World Poetry Day is observed every year on 21 March. Declared by UNESCO in 1999, this day celebrates the enduring power of poetry as a universal form of human expression.
What is poetry? To quote William Wordsworth, “Poetry is the spontaneous overflow of powerful feelings: it takes its origin from emotion recollected in tranquillity”. [1]
Such a definition describes Father Julian Tenison Woods as a poet. As a child, he gained a love for the arts from his mother and shared her enthusiasm for reading and writing poetry. [2]
Poetry takes many forms and much of Fr Julian’s prose is poetic in nature e.g.
The flowers unveil the hidden secrets of their beauty;
The stones reveal their crystalline structure
And the tiniest insects display wonders of mechanism.
Julian Tenison Woods, From Notes made in North Australia, Sydney Mail, 17 July 1880
However, he did consciously slow down and express his emotions in simple lines of poetry and hymns, such as found in a book published in 1890.[3] The pages in this little book reveal how Fr Julian’s prayer time flowed into creative writing. There are a number of poems/songs devoted to Mary, Mother of God. The language is that of a son grateful for his heavenly Mother, sympathising with her pain and longing to be with her. Perhaps reminiscent of the loss of his own mother when he was only 15?

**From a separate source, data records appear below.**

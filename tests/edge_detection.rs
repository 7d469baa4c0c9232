// SPDX-License-Identifier: Apache-2.0
// Copyright (c) 2025 Crease contributors.

//! End-to-end edge classification properties

use anyhow::Result;
use crease::{
    classify_edges, collect_segments, detect_edges, geometry::predicates, io, CreaseError,
    MeshTopology, SurfaceMesh, DEFAULT_ANGLE_THRESHOLD,
};
use nalgebra::Point3;
use std::io::Write;

/// Axis-aligned unit cube: 8 vertices, 12 triangles, 18 edges.
///
/// Each square face is split along a diagonal, so 12 of the edges are the
/// cube's 90-degree creases and 6 are flat face diagonals.
fn unit_cube() -> SurfaceMesh {
    let mut mesh = SurfaceMesh::new();
    for z in [0.0, 1.0] {
        mesh.add_vertex(Point3::new(0.0, 0.0, z));
        mesh.add_vertex(Point3::new(1.0, 0.0, z));
        mesh.add_vertex(Point3::new(1.0, 1.0, z));
        mesh.add_vertex(Point3::new(0.0, 1.0, z));
    }
    let faces: [[usize; 3]; 12] = [
        [0, 2, 1], [0, 3, 2], // bottom
        [4, 5, 6], [4, 6, 7], // top
        [0, 1, 5], [0, 5, 4], // front
        [2, 3, 7], [2, 7, 6], // back
        [0, 4, 7], [0, 7, 3], // left
        [1, 2, 6], [1, 6, 5], // right
    ];
    for f in faces {
        mesh.add_face(f);
    }
    mesh
}

fn flat_quad() -> SurfaceMesh {
    let mut mesh = SurfaceMesh::new();
    mesh.add_vertex(Point3::new(0.0, 0.0, 0.0));
    mesh.add_vertex(Point3::new(1.0, 0.0, 0.0));
    mesh.add_vertex(Point3::new(1.0, 1.0, 0.0));
    mesh.add_vertex(Point3::new(0.0, 1.0, 0.0));
    mesh.add_face([0, 1, 2]);
    mesh.add_face([0, 2, 3]);
    mesh
}

#[test]
fn test_cube_counts() -> Result<()> {
    let mesh = unit_cube();
    let topo = MeshTopology::build(&mesh)?;

    assert_eq!(mesh.vertex_count(), 8);
    assert_eq!(mesh.face_count(), 12);
    assert_eq!(topo.edge_count(), 18);
    Ok(())
}

#[test]
fn test_cube_is_closed_with_twelve_creases() -> Result<()> {
    let mesh = unit_cube();
    let topo = MeshTopology::build(&mesh)?;
    let tags = classify_edges(&mesh, &topo, DEFAULT_ANGLE_THRESHOLD)?;

    // Closed manifold: no border edges; the 12 cube edges sit at 90 degrees.
    assert_eq!(tags.border_count(), 0);
    assert_eq!(tags.feature_count(), 12);
    Ok(())
}

#[test]
fn test_cube_threshold_above_ninety() -> Result<()> {
    let mesh = unit_cube();
    let topo = MeshTopology::build(&mesh)?;
    let tags = classify_edges(&mesh, &topo, 90.1)?;

    assert_eq!(tags.feature_count(), 0);
    assert_eq!(tags.border_count(), 0);
    Ok(())
}

#[test]
fn test_cube_threshold_exactly_ninety() -> Result<()> {
    // The comparison is >=, so the creases stay in at exactly 90 degrees.
    let mesh = unit_cube();
    let topo = MeshTopology::build(&mesh)?;
    let tags = classify_edges(&mesh, &topo, 90.0)?;

    assert_eq!(tags.feature_count(), 12);
    Ok(())
}

#[test]
fn test_quad_border_and_interior() -> Result<()> {
    let mesh = flat_quad();
    let topo = MeshTopology::build(&mesh)?;
    let tags = classify_edges(&mesh, &topo, DEFAULT_ANGLE_THRESHOLD)?;

    assert_eq!(topo.edge_count(), 5);
    assert_eq!(tags.border_count(), 4);
    assert_eq!(tags.feature_count(), 0);

    // Exactly one edge is interior and therefore angle-evaluated; it is flat.
    let interior: Vec<usize> = (0..topo.edge_count())
        .filter(|&e| !topo.is_border_edge(e))
        .collect();
    assert_eq!(interior.len(), 1);
    assert_eq!(predicates::dihedral_angle(&mesh, &topo, interior[0]), Some(0.0));
    Ok(())
}

#[test]
fn test_border_implies_not_feature() -> Result<()> {
    let mesh = flat_quad();
    let topo = MeshTopology::build(&mesh)?;
    // Threshold 0 would mark any evaluated edge; border edges still stay out.
    let tags = classify_edges(&mesh, &topo, 0.0)?;

    for edge in 0..topo.edge_count() {
        if tags.is_border[edge] {
            assert!(!tags.is_feature[edge]);
        } else {
            assert!(tags.is_feature[edge]);
        }
    }
    Ok(())
}

#[test]
fn test_interior_edges_follow_threshold() -> Result<()> {
    let mesh = unit_cube();
    let topo = MeshTopology::build(&mesh)?;
    let tags = classify_edges(&mesh, &topo, 45.0)?;

    for edge in 0..topo.edge_count() {
        assert!(!tags.is_border[edge]);
        let angle = predicates::dihedral_angle(&mesh, &topo, edge).unwrap();
        assert_eq!(tags.is_feature[edge], angle >= 45.0);
    }
    Ok(())
}

#[test]
fn test_threshold_monotonicity() -> Result<()> {
    let mesh = unit_cube();
    let topo = MeshTopology::build(&mesh)?;

    let mut previous_count = usize::MAX;
    for threshold in [0.0, 30.0, 60.0, 90.0, 120.0, 180.0] {
        let tags = classify_edges(&mesh, &topo, threshold)?;
        let count = tags.feature_count();
        assert!(
            count <= previous_count,
            "raising threshold to {threshold} added feature edges"
        );
        previous_count = count;
    }
    Ok(())
}

#[test]
fn test_output_is_idempotent() -> Result<()> {
    let mesh = unit_cube();

    let run = || -> Result<String> {
        let topo = MeshTopology::build(&mesh)?;
        let tags = classify_edges(&mesh, &topo, DEFAULT_ANGLE_THRESHOLD)?;
        let segments = collect_segments(&mesh, &topo, &tags);
        Ok(io::to_json_string(&segments)?)
    };

    assert_eq!(run()?, run()?);
    Ok(())
}

#[test]
fn test_missing_path_fails_before_processing() {
    let err = detect_edges("no_such_mesh.off", DEFAULT_ANGLE_THRESHOLD).unwrap_err();
    assert!(matches!(err, CreaseError::PathNotFound(_)));
}

#[test]
fn test_full_pipeline_writes_artifact() -> Result<()> {
    let dir = tempfile::tempdir()?;
    let input = dir.path().join("cube.off");

    let mesh = unit_cube();
    crease::write_off(&mesh, &input)?;

    let segments = detect_edges(&input, DEFAULT_ANGLE_THRESHOLD)?;
    let output = crease::edges_output_path(&input);
    io::write_json(&segments, &output)?;

    assert_eq!(output, dir.path().join("cube_edges.json"));
    let written: crease::EdgeSegments = serde_json::from_str(&std::fs::read_to_string(&output)?)?;
    assert_eq!(written.feature_count(), 12);
    assert_eq!(written.border_count(), 0);
    Ok(())
}

#[test]
fn test_malformed_off_is_load_error() -> Result<()> {
    let mut file = tempfile::Builder::new().suffix(".off").tempfile()?;
    write!(file, "OFF\n4 1 4\n0 0 0\n1 0 0\n1 1 0\n0 1 0\n4 0 1 2 3\n")?;

    let err = detect_edges(file.path(), DEFAULT_ANGLE_THRESHOLD).unwrap_err();
    assert!(matches!(err, CreaseError::Load { .. }));
    Ok(())
}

There are also poems/songs to the Sacred Heart and reflections on Jesus and the Way of the Cross. Perhaps writing poetry was a way of dealing with the suffering and rejection he felt throughout his life e.g.
Yes amid all my crosses,
The hardest to bear
Are the fears and reproaches
Of those who would share
My love for my Mother,
My faith in Her Name,
But in darkness and doubt
Think me only to blame.
From I’ll Trust to My Mother written at Hobarton, Feast of Sacred Heart, (4 June) 1875
Fr Julian’s poetry also reveals a longing for death, not as a morbid preoccupation but as a way to finally be united with his God. One poem on this theme gives one pause for reflection:
An Ode to Death
Call it not death. Evening has come
But day shines on a distant shore,
The sun’s bright glory still goes on,
For evermore.
Call it not sleep. True life begins
When eyelids close nor heaves the breast,
The tired soul the conquest winds,
And endless rest.
Yet call it death. Yes death to grief.
And pain and sorrow, strife and tears,
All, all will seem now less than brief,
‘Mid endless years.
Yet call it sleep. Life’s fever o’er,
Like children sink we down to rest,
And dream real dreams for evermore,
Amid the blest.
No, call it life. All else is death,
From this sad clay of death we’re freed,
Say only we resign our breath
To live indeed.
Come then sweet life, whom men call death,
Come joy, whom earthly men call pain,
Come breathing life and take my breath,
And break my chain.
I long to live, I long to die,
I pine to quit this earthly clod,
Give me an angel’s wing to fly,
And be with God.
An Ode to Death written at Honeywood, 8 March 1876
During his time as parish priest of Penola, Fr Julian met and became friends with Adam Lindsay Gordon, arguably one of Australia’s finest poets. They discovered they shared a love of poetry and poets and from their first meeting over supper at a cattle station in 1857, they often rode together reciting poetry they knew by heart. What an enjoyable and invigorating way to pass the time!
Poetry was an integral part of Fr Julian – it flowed from his prayer and spirituality and embellished his essays and descriptions of the environment. In a harsh and unforgiving new land, poetry was a refuge and an expression of his deepest self.
Carmel Jones rsj
[1] From the Preface to Lyrical Ballads, an essay composed by William Wordsworth for the second edition published in 1800 of the poetry collection, Lyrical Ballads.
[2] Isabel Hepburn in No Ordinary Man (1979) tells that Mrs Woods’ favourite poet was William Cowper and that Julian learnt many poems by Scott, Moore, Dryden and Pope by heart as well as being encouraged to write his own.
[3] Hymns and Sacred Poems by Father Julian E Tenison Woods, compiled in Alvernia, Sydney in 1890. Accessed from the Tasmanian Archives of the Sisters of Saint Joseph.